Pynchon books are said to take place at times when America went down the wrong path, the bifurcation of the “fork in the road America never took” (taken from Gravity’s Rainbow). Publishing this in 2013, Pynchon had at least a decade’s worth of post 9/11-trauma to pull from and deconstruct. Our reaction to the attacks, however patriotic they might have seemed, has had devastating consequences in the context of conspiracy theories and the rise of white nationalism. The aftermath, felt for years to come, is alluded to during a conversation between Maxine and another character, as they walk around the city.
“They’re up on the bridge again, as close to free as the city ever allows you to be, between conditions, an edged wind off the harbor announcing something dark now hovering out over Jersey, not the night, not yet, something else, on the way in, being drawn as if by the vacuum in real-estate history where the Trade Center used to stand, bringing optical tricks, a sorrowful light.”

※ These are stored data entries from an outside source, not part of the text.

/// Marker trait for view state.
///
/// States are cloned to produce new states and compared to detect changes.
pub trait UiState: Clone + PartialEq + Default + Send + 'static {}
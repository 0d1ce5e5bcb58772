use std::cmp::Ordering;

use indexmap::IndexSet;

use crate::schema::{FormId, FormLookup};
use crate::submission::Submission;
use crate::ui::table::state::{SortKey, SortOrder, TableState};

/// Text shown for a column the submission has no value for.
pub const MISSING_CELL: &str = "N/A";

#[derive(Debug, Clone, PartialEq, Eq)]
pub struct TableRow {
    pub form_id: FormId,
    pub form_name: String,
    /// One entry per column; `None` when the submission lacks that label.
    pub cells: Vec<Option<String>>,
}

impl TableRow {
    pub fn cell_text(&self, column: usize) -> &str {
        self.cells
            .get(column)
            .and_then(|cell| cell.as_deref())
            .unwrap_or(MISSING_CELL)
    }
}

/// Rendered table: header labels after the form-name column, then rows in
/// display order.
#[derive(Debug, Clone, PartialEq, Eq, Default)]
pub struct TableView {
    pub columns: Vec<String>,
    pub rows: Vec<TableRow>,
}

impl TableView {
    pub fn build(
        forms: &(impl FormLookup + ?Sized),
        submissions: &[Submission],
        state: &TableState,
    ) -> Self {
        let columns = columns_of(submissions);

        let mut rows: Vec<TableRow> = submissions
            .iter()
            .map(|submission| TableRow {
                form_id: submission.form_id.clone(),
                form_name: forms.display_name(&submission.form_id).to_string(),
                cells: columns
                    .iter()
                    .map(|label| submission.data.get(label).cloned())
                    .collect(),
            })
            .collect();

        let column = match &state.sort_key {
            SortKey::FormName => None,
            SortKey::Column(label) => Some(columns.iter().position(|c| c == label)),
        };

        // `sort_by` is stable, so equal keys keep store order both ways.
        rows.sort_by(|a, b| {
            let ordering = match column {
                None => collate(&a.form_name, &b.form_name),
                Some(index) => {
                    let a = index.and_then(|i| a.cells[i].as_deref()).unwrap_or("");
                    let b = index.and_then(|i| b.cells[i].as_deref()).unwrap_or("");
                    collate(a, b)
                }
            };
            match state.order {
                SortOrder::Ascending => ordering,
                SortOrder::Descending => ordering.reverse(),
            }
        });

        Self { columns, rows }
    }

    pub fn is_empty(&self) -> bool {
        self.rows.is_empty()
    }
}

/// Union of data labels across `submissions`, in order of first appearance.
pub fn columns_of(submissions: &[Submission]) -> Vec<String> {
    let mut seen: IndexSet<&str> = IndexSet::new();
    for submission in submissions {
        seen.extend(submission.data.keys().map(String::as_str));
    }
    seen.into_iter().map(str::to_string).collect()
}

/// Display collation: case-insensitive first, lowercase before uppercase
/// when the strings differ only in case.
pub fn collate(a: &str, b: &str) -> Ordering {
    a.to_lowercase()
        .cmp(&b.to_lowercase())
        .then_with(|| b.cmp(a))
}
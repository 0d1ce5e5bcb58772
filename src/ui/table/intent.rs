use crate::ui::mvi::Intent;
use crate::ui::table::state::SortKey;

#[derive(Debug, Clone)]
pub enum TableIntent {
    /// Header clicked. Same key toggles direction, a new key sorts ascending.
    SortBy(SortKey),
    /// Back to form name, ascending.
    ResetSort,
}

impl Intent for TableIntent {}
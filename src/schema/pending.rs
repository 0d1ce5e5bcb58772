use super::field::Field;

/// Staging area for a form that has not been saved yet.
#[derive(Debug, Clone, Default, PartialEq)]
pub struct PendingForm {
    name: String,
    fields: Vec<Field>,
}

impl PendingForm {
    pub fn new() -> Self {
        Self::default()
    }

    pub fn name(&self) -> &str {
        &self.name
    }

    pub fn set_name(&mut self, name: impl Into<String>) {
        self.name = name.into();
    }

    pub fn fields(&self) -> &[Field] {
        &self.fields
    }

    /// Append `field`. Labels are not deduplicated.
    pub fn add_field(&mut self, field: Field) {
        self.fields.push(field);
    }

    /// Builder-style [`add_field`](Self::add_field).
    pub fn with_field(mut self, field: Field) -> Self {
        self.add_field(field);
        self
    }

    pub fn clear(&mut self) {
        self.name.clear();
        self.fields.clear();
    }
}
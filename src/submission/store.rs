//! Submission records, one per form, persisted under the `formData` key.

use crate::schema::{FormId, FormLookup};
use crate::storage::{
    load_document, save_document, CorruptPolicy, SharedStorage, StoreError, SUBMISSIONS_KEY,
};

use super::types::Submission;
use super::validate::{validate_submission, ValidationError};

pub struct SubmissionStore {
    storage: SharedStorage,
    submissions: Vec<Submission>,
}

impl SubmissionStore {
    /// Load the persisted collection from `storage`.
    pub fn open(storage: SharedStorage, policy: CorruptPolicy) -> Result<Self, StoreError> {
        let submissions = load_document(storage.as_ref(), SUBMISSIONS_KEY, policy)?;
        Ok(Self {
            storage,
            submissions,
        })
    }

    pub fn submissions(&self) -> &[Submission] {
        &self.submissions
    }

    pub fn get(&self, form_id: &FormId) -> Option<&Submission> {
        self.submissions.iter().find(|s| &s.form_id == form_id)
    }

    /// Stored value for `label`, if the form has a record holding it.
    pub fn value(&self, form_id: &FormId, label: &str) -> Option<&str> {
        self.get(form_id)
            .and_then(|s| s.data.get(label))
            .map(String::as_str)
    }

    pub fn len(&self) -> usize {
        self.submissions.len()
    }

    pub fn is_empty(&self) -> bool {
        self.submissions.is_empty()
    }

    /// Record `value` for `label`, creating the form's record if needed.
    pub fn set_value(
        &mut self,
        form_id: &FormId,
        label: &str,
        value: impl Into<String>,
    ) -> Result<(), StoreError> {
        let value = value.into();
        let mut next = self.submissions.clone();
        let index = match next.iter().position(|s| &s.form_id == form_id) {
            Some(index) => index,
            None => {
                next.push(Submission::new(form_id.clone()));
                next.len() - 1
            }
        };
        next[index].data.insert(label.to_string(), value);
        self.commit(next)?;

        tracing::debug!(form_id = %form_id, label, "value recorded");
        Ok(())
    }

    /// Validate the form's record, reporting the first failing field.
    ///
    /// Fails with [`ValidationError::FormNotFound`] when `forms` does not
    /// know `form_id`.
    pub fn check(&self, form_id: &FormId, forms: &(impl FormLookup + ?Sized)) -> Result<(), ValidationError> {
        let form = forms
            .find_form(form_id)
            .ok_or_else(|| ValidationError::FormNotFound {
                form_id: form_id.clone(),
            })?;
        validate_submission(form, self.get(form_id))
    }

    pub fn validate(&self, form_id: &FormId, forms: &(impl FormLookup + ?Sized)) -> bool {
        self.check(form_id, forms).is_ok()
    }

    /// Validation gate for a submit action.
    ///
    /// Returns the validation result. On success an empty record is created
    /// if the form had none; existing data is never touched.
    pub fn submit(&mut self, form_id: &FormId, forms: &(impl FormLookup + ?Sized)) -> Result<bool, StoreError> {
        if let Err(reason) = self.check(form_id, forms) {
            tracing::info!(form_id = %form_id, %reason, "submission rejected");
            return Ok(false);
        }

        if self.get(form_id).is_none() {
            let mut next = self.submissions.clone();
            next.push(Submission::new(form_id.clone()));
            self.commit(next)?;
        }

        tracing::info!(form_id = %form_id, "submission accepted");
        Ok(true)
    }

    /// Drop every record and the persisted document.
    pub fn clear_all(&mut self) -> Result<(), StoreError> {
        self.storage.remove(SUBMISSIONS_KEY)?;
        let cleared = self.submissions.len();
        self.submissions.clear();

        tracing::info!(cleared, "submissions cleared");
        Ok(())
    }

    fn commit(&mut self, next: Vec<Submission>) -> Result<(), StoreError> {
        save_document(self.storage.as_ref(), SUBMISSIONS_KEY, &next)?;
        self.submissions = next;
        Ok(())
    }
}
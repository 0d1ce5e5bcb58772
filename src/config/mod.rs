mod loader;
mod types;

pub use loader::ConfigError;
pub use types::{Config, LoggingConfig, StorageConfig};
pub use crate::storage::CorruptPolicy;
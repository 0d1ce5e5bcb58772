//! Data table over all submissions: column set, sort state, rows.

mod intent;
mod model;
mod reducer;
mod state;

pub use intent::TableIntent;
pub use model::{collate, columns_of, TableRow, TableView, MISSING_CELL};
pub use reducer::TableReducer;
pub use state::{SortKey, SortOrder, TableState};
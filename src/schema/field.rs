//! Field definitions.
//!
//! On the wire a field is `{ "label", "type", "options"? }`. In memory the
//! options only exist on the choice variants of [`FieldInput`].

use serde::{Deserialize, Serialize};
use serde_json::{Map, Value};

/// Flat field type, as stored in the `type` key and picked in the builder.
#[derive(Debug, Clone, Copy, PartialEq, Eq, Hash)]
pub enum FieldType {
    Text,
    Textarea,
    Radio,
    Select,
    Email,
    Phone,
}

impl FieldType {
    /// Stable wire name. Once published, do not rename.
    pub fn as_str(&self) -> &'static str {
        match self {
            Self::Text => "text",
            Self::Textarea => "textarea",
            Self::Radio => "radio",
            Self::Select => "select",
            Self::Email => "email",
            Self::Phone => "phone",
        }
    }

    /// All variants, in picker order.
    pub fn all() -> &'static [FieldType] {
        &[
            Self::Text,
            Self::Textarea,
            Self::Radio,
            Self::Select,
            Self::Email,
            Self::Phone,
        ]
    }

    pub fn parse(s: &str) -> Option<Self> {
        Self::all().iter().copied().find(|t| t.as_str() == s)
    }

    /// Whether fields of this type carry a list of options.
    pub fn is_choice(&self) -> bool {
        matches!(self, Self::Radio | Self::Select)
    }

    /// Build the input variant. `options` is ignored for non-choice types.
    pub fn into_input(self, options: Vec<String>) -> FieldInput {
        match self {
            Self::Text => FieldInput::Text,
            Self::Textarea => FieldInput::Textarea,
            Self::Email => FieldInput::Email,
            Self::Phone => FieldInput::Phone,
            Self::Radio => FieldInput::Radio { options },
            Self::Select => FieldInput::Select { options },
        }
    }
}

impl std::fmt::Display for FieldType {
    fn fmt(&self, f: &mut std::fmt::Formatter<'_>) -> std::fmt::Result {
        f.write_str(self.as_str())
    }
}

/// What kind of input a field takes. Choice variants own their options.
#[derive(Debug, Clone, PartialEq, Eq)]
pub enum FieldInput {
    Text,
    Textarea,
    Email,
    Phone,
    Radio { options: Vec<String> },
    Select { options: Vec<String> },
    /// A stored `type` this version does not know. Kept verbatim and
    /// presented as single-line text.
    Other { type_name: String },
}

impl FieldInput {
    /// The known field type, `None` for [`FieldInput::Other`].
    pub fn field_type(&self) -> Option<FieldType> {
        match self {
            Self::Text => Some(FieldType::Text),
            Self::Textarea => Some(FieldType::Textarea),
            Self::Email => Some(FieldType::Email),
            Self::Phone => Some(FieldType::Phone),
            Self::Radio { .. } => Some(FieldType::Radio),
            Self::Select { .. } => Some(FieldType::Select),
            Self::Other { .. } => None,
        }
    }

    /// Value of the stored `type` key.
    pub fn type_name(&self) -> &str {
        match self {
            Self::Other { type_name } => type_name,
            known => known.field_type().map_or("", |t| t.as_str()),
        }
    }

    /// Options of a choice field, `None` for free-text inputs.
    pub fn options(&self) -> Option<&[String]> {
        match self {
            Self::Radio { options } | Self::Select { options } => Some(options),
            _ => None,
        }
    }
}

/// One input definition within a form.
#[derive(Debug, Clone, PartialEq, Serialize, Deserialize)]
#[serde(from = "FieldRecord", into = "FieldRecord")]
pub struct Field {
    pub label: String,
    pub input: FieldInput,
    /// Unrecognised keys from the stored record, written back unchanged.
    pub extra: Map<String, Value>,
}

impl Field {
    pub fn new(label: impl Into<String>, input: FieldInput) -> Self {
        Self {
            label: label.into(),
            input,
            extra: Map::new(),
        }
    }

    pub fn text(label: impl Into<String>) -> Self {
        Self::new(label, FieldInput::Text)
    }

    pub fn textarea(label: impl Into<String>) -> Self {
        Self::new(label, FieldInput::Textarea)
    }

    pub fn email(label: impl Into<String>) -> Self {
        Self::new(label, FieldInput::Email)
    }

    pub fn phone(label: impl Into<String>) -> Self {
        Self::new(label, FieldInput::Phone)
    }

    pub fn radio<S: Into<String>>(label: impl Into<String>, options: impl IntoIterator<Item = S>) -> Self {
        Self::new(
            label,
            FieldInput::Radio {
                options: options.into_iter().map(Into::into).collect(),
            },
        )
    }

    pub fn select<S: Into<String>>(label: impl Into<String>, options: impl IntoIterator<Item = S>) -> Self {
        Self::new(
            label,
            FieldInput::Select {
                options: options.into_iter().map(Into::into).collect(),
            },
        )
    }

    pub fn field_type(&self) -> Option<FieldType> {
        self.input.field_type()
    }
}

/// Wire shape of a [`Field`].
#[derive(Serialize, Deserialize)]
struct FieldRecord {
    label: String,
    #[serde(rename = "type")]
    field_type: String,
    #[serde(default, skip_serializing_if = "Option::is_none")]
    options: Option<Vec<String>>,
    #[serde(flatten)]
    extra: Map<String, Value>,
}

impl From<FieldRecord> for Field {
    fn from(record: FieldRecord) -> Self {
        let mut extra = record.extra;
        let input = match FieldType::parse(&record.field_type) {
            Some(field_type) if field_type.is_choice() => {
                field_type.into_input(record.options.unwrap_or_default())
            }
            known => {
                // Options on a free-text field have no meaning but are kept
                // so the record round-trips.
                if let Some(options) = record.options {
                    extra.insert("options".to_string(), Value::from(options));
                }
                match known {
                    Some(field_type) => field_type.into_input(Vec::new()),
                    None => FieldInput::Other {
                        type_name: record.field_type,
                    },
                }
            }
        };

        Self {
            label: record.label,
            input,
            extra,
        }
    }
}

impl From<Field> for FieldRecord {
    fn from(field: Field) -> Self {
        let field_type = field.input.type_name().to_string();
        let mut extra = field.extra;
        let options = match field.input {
            FieldInput::Radio { options } | FieldInput::Select { options } => {
                extra.remove("options");
                Some(options)
            }
            _ => None,
        };
        Self {
            label: field.label,
            field_type,
            options,
            extra,
        }
    }
}
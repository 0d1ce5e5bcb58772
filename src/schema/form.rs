use serde::{Deserialize, Serialize};
use serde_json::{Map, Value};

use super::field::Field;

/// Opaque, unique form identifier.
#[derive(Debug, Clone, PartialEq, Eq, Hash, PartialOrd, Ord, Serialize, Deserialize)]
#[serde(transparent)]
pub struct FormId(String);

impl FormId {
    /// Fresh identifier (random UUIDv4, hyphenated).
    pub fn generate() -> Self {
        Self(uuid::Uuid::new_v4().to_string())
    }

    pub fn as_str(&self) -> &str {
        &self.0
    }
}

impl From<&str> for FormId {
    fn from(value: &str) -> Self {
        Self(value.to_string())
    }
}

impl From<String> for FormId {
    fn from(value: String) -> Self {
        Self(value)
    }
}

impl std::fmt::Display for FormId {
    fn fmt(&self, f: &mut std::fmt::Formatter<'_>) -> std::fmt::Result {
        f.write_str(&self.0)
    }
}

/// A named, ordered collection of fields. Never edited after creation.
#[derive(Debug, Clone, PartialEq, Serialize, Deserialize)]
pub struct Form {
    pub id: FormId,
    pub name: String,
    #[serde(default)]
    pub fields: Vec<Field>,
    #[serde(flatten)]
    pub extra: Map<String, Value>,
}

impl Form {
    pub fn new(id: FormId, name: impl Into<String>, fields: Vec<Field>) -> Self {
        Self {
            id,
            name: name.into(),
            fields,
            extra: Map::new(),
        }
    }

    /// First field with `label`, if any.
    pub fn field(&self, label: &str) -> Option<&Field> {
        self.fields.iter().find(|f| f.label == label)
    }
}

#[cfg(test)]
mod tests {
    use super::*;
    use serde_json::json;

    #[test]
    fn generated_ids_are_distinct() {
        let a = FormId::generate();
        let b = FormId::generate();
        assert_ne!(a, b);
        assert!(!a.as_str().is_empty());
    }

    #[test]
    fn legacy_numeric_ids_load() {
        let form: Form = serde_json::from_value(json!({
            "id": "1718000000000",
            "name": "Contact",
            "fields": [{ "label": "Name", "type": "text" }]
        }))
        .unwrap();
        assert_eq!(form.id.as_str(), "1718000000000");
        assert_eq!(form.fields.len(), 1);
    }

    #[test]
    fn unknown_keys_survive_round_trip() {
        let raw = json!({
            "id": "f1",
            "name": "Survey",
            "fields": [],
            "createdBy": "ops"
        });
        let form: Form = serde_json::from_value(raw.clone()).unwrap();
        assert_eq!(form.extra.get("createdBy"), Some(&json!("ops")));
        assert_eq!(serde_json::to_value(&form).unwrap(), raw);
    }
}
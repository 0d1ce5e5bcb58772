//! Plain-text rendering of the views, used by the command-line front end.

use std::fmt::Write;

use crate::schema::{Field, Form};
use crate::submission::Submission;
use crate::ui::field::Affordance;
use crate::ui::library::{EMPTY_LIBRARY, EMPTY_TABLE};
use crate::ui::notice::Notice;
use crate::ui::table::{SortKey, TableState, TableView};

const FORM_NAME_HEADER: &str = "Form Name";
const COLUMN_GAP: &str = "  ";

/// One line per form: id, name and field count.
pub fn render_form_list(forms: &[Form]) -> String {
    if forms.is_empty() {
        return format!("{EMPTY_LIBRARY}\n");
    }
    let mut out = String::new();
    for form in forms {
        let _ = writeln!(out, "{}  {}  ({} fields)", form.id, form.name, form.fields.len());
    }
    out
}

/// A form with one control per field, filled from `submission`.
pub fn render_form(form: &Form, submission: Option<&Submission>) -> String {
    let mut out = String::new();
    let _ = writeln!(out, "{} [{}]", form.name, form.id);
    for field in &form.fields {
        let value = submission.map(|s| s.value(&field.label)).unwrap_or("");
        render_field(&mut out, field, value);
    }
    out
}

/// Fields staged in the builder, with empty values.
pub fn render_preview(fields: &[Field]) -> String {
    let mut out = String::new();
    for field in fields {
        render_field(&mut out, field, "");
    }
    out
}

fn render_field(out: &mut String, field: &Field, value: &str) {
    match Affordance::for_field(field) {
        Affordance::SingleLine => {
            let _ = writeln!(out, "  {}: [{}]", field.label, value);
        }
        Affordance::MultiLine => {
            let _ = writeln!(out, "  {}:", field.label);
            for line in value.lines() {
                let _ = writeln!(out, "    | {line}");
            }
            if value.is_empty() {
                let _ = writeln!(out, "    |");
            }
        }
        Affordance::Email => {
            let _ = writeln!(out, "  {} (email): [{}]", field.label, value);
        }
        Affordance::Phone => {
            let _ = writeln!(out, "  {} (phone): [{}]", field.label, value);
        }
        Affordance::RadioGroup(options) => {
            let _ = writeln!(out, "  {}:", field.label);
            for option in options {
                let mark = if option == value { "(*)" } else { "( )" };
                let _ = writeln!(out, "    {mark} {option}");
            }
        }
        Affordance::Dropdown(options) => {
            let _ = writeln!(out, "  {}: <{}> of {}", field.label, value, options.join(" | "));
        }
    }
}

/// Aligned table with the active sort column marked.
pub fn render_table(view: &TableView, state: &TableState) -> String {
    if view.is_empty() {
        return format!("{EMPTY_TABLE}\n");
    }

    let mut headers = vec![FORM_NAME_HEADER.to_string()];
    headers.extend(view.columns.iter().cloned());
    for (i, header) in headers.iter_mut().enumerate() {
        let active = if i == 0 {
            state.sort_key == SortKey::FormName
        } else {
            state.is_sorted_by_column(&view.columns[i - 1])
        };
        if active {
            header.push_str(state.order.marker());
        }
    }

    let rows: Vec<Vec<&str>> = view
        .rows
        .iter()
        .map(|row| {
            let mut cells = vec![row.form_name.as_str()];
            cells.extend((0..view.columns.len()).map(|i| row.cell_text(i)));
            cells
        })
        .collect();

    let mut widths: Vec<usize> = headers.iter().map(|h| h.chars().count()).collect();
    for row in &rows {
        for (width, cell) in widths.iter_mut().zip(row) {
            *width = (*width).max(cell.chars().count());
        }
    }

    let mut out = String::new();
    write_row(&mut out, headers.iter().map(String::as_str), &widths);
    let rule: Vec<String> = widths.iter().map(|w| "-".repeat(*w)).collect();
    write_row(&mut out, rule.iter().map(String::as_str), &widths);
    for row in &rows {
        write_row(&mut out, row.iter().copied(), &widths);
    }
    out
}

fn write_row<'a>(out: &mut String, cells: impl Iterator<Item = &'a str>, widths: &[usize]) {
    let line: Vec<String> = cells
        .zip(widths)
        .map(|(cell, &width)| format!("{cell:<width$}"))
        .collect();
    let _ = writeln!(out, "{}", line.join(COLUMN_GAP).trim_end());
}

pub fn render_notice(notice: &Notice) -> String {
    format!("{}\n", notice.message())
}
use crate::ui::mvi::UiState;
use crate::ui::notice::Notice;

pub const EMPTY_LIBRARY: &str = "No forms available. Create some forms first.";
pub const EMPTY_TABLE: &str = "No form data available.";

#[derive(Debug, Clone, PartialEq, Default)]
pub struct LibraryState {
    pub notice: Option<Notice>,
}

impl UiState for LibraryState {}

The immediate reaction of September 11 as a government conspiracy mirrors that of Ice and his transgressions; that everything that’s happened so far to her, to her colleagues, to her clients, is all part of one big collusion between larger powers and darker forces. This is, and has always been, the central theme to all of Pynchon’s books. The last third of the book really embraces this darkness, with a plot becoming more and more unclear.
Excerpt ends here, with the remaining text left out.